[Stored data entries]
---+---

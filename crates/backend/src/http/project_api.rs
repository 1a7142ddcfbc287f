use async_trait::async_trait;
use reqwest::Method;
use taskboard_core::model::{NewProject, Project, ProjectId};

use super::HttpBackend;
use super::payload::{coerce_list, extract_id};
use crate::repository::{BackendError, ProjectApi};

#[cfg_attr(target_arch = "wasm32", async_trait(?Send))]
#[cfg_attr(not(target_arch = "wasm32"), async_trait)]
impl ProjectApi for HttpBackend {
    async fn list_projects(&self) -> Result<Vec<Project>, BackendError> {
        let payload = self.call(Method::GET, "projects").await?;
        Ok(coerce_list(payload, &["projects", "data"]))
    }

    async fn create_project(&self, project: &NewProject) -> Result<ProjectId, BackendError> {
        let payload = self.call_with(Method::POST, "projects", project).await?;
        extract_id(&payload)
            .map(ProjectId::new)
            .ok_or_else(|| BackendError::Malformed("created project has no id".into()))
    }

    async fn delete_project(&self, id: &ProjectId) -> Result<(), BackendError> {
        self.call(Method::DELETE, &format!("projects/{id}")).await?;
        Ok(())
    }
}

---+---

What is expected: For every entry in the records above, write an exact copy.

Response:
filename crates/backend/src/http/project_api.rs
repository 1a7142ddcfbc287f
use async_trait::async_trait;
use reqwest::Method;
use taskboard_core::model::{NewProject, Project, ProjectId};

use super::HttpBackend;
use super::payload::{coerce_list, extract_id};
use crate::repository::{BackendError, ProjectApi};

#[cfg_attr(target_arch = "wasm32", async_trait(?Send))]
#[cfg_attr(not(target_arch = "wasm32"), async_trait)]
impl ProjectApi for HttpBackend {
    async fn list_projects(&self) -> Result<Vec<Project>, BackendError> {
        let payload = self.call(Method::GET, "projects").await?;
        Ok(coerce_list(payload, &["projects", "data"]))
    }

    async fn create_project(&self, project: &NewProject) -> Result<ProjectId, BackendError> {
        let payload = self.call_with(Method::POST, "projects", project).await?;
        extract_id(&payload)
            .map(ProjectId::new)
            .ok_or_else(|| BackendError::Malformed("created project has no id".into()))
    }

    async fn delete_project(&self, id: &ProjectId) -> Result<(), BackendError> {
        self.call(Method::DELETE, &format!("projects/{id}")).await?;
        Ok(())
    }
}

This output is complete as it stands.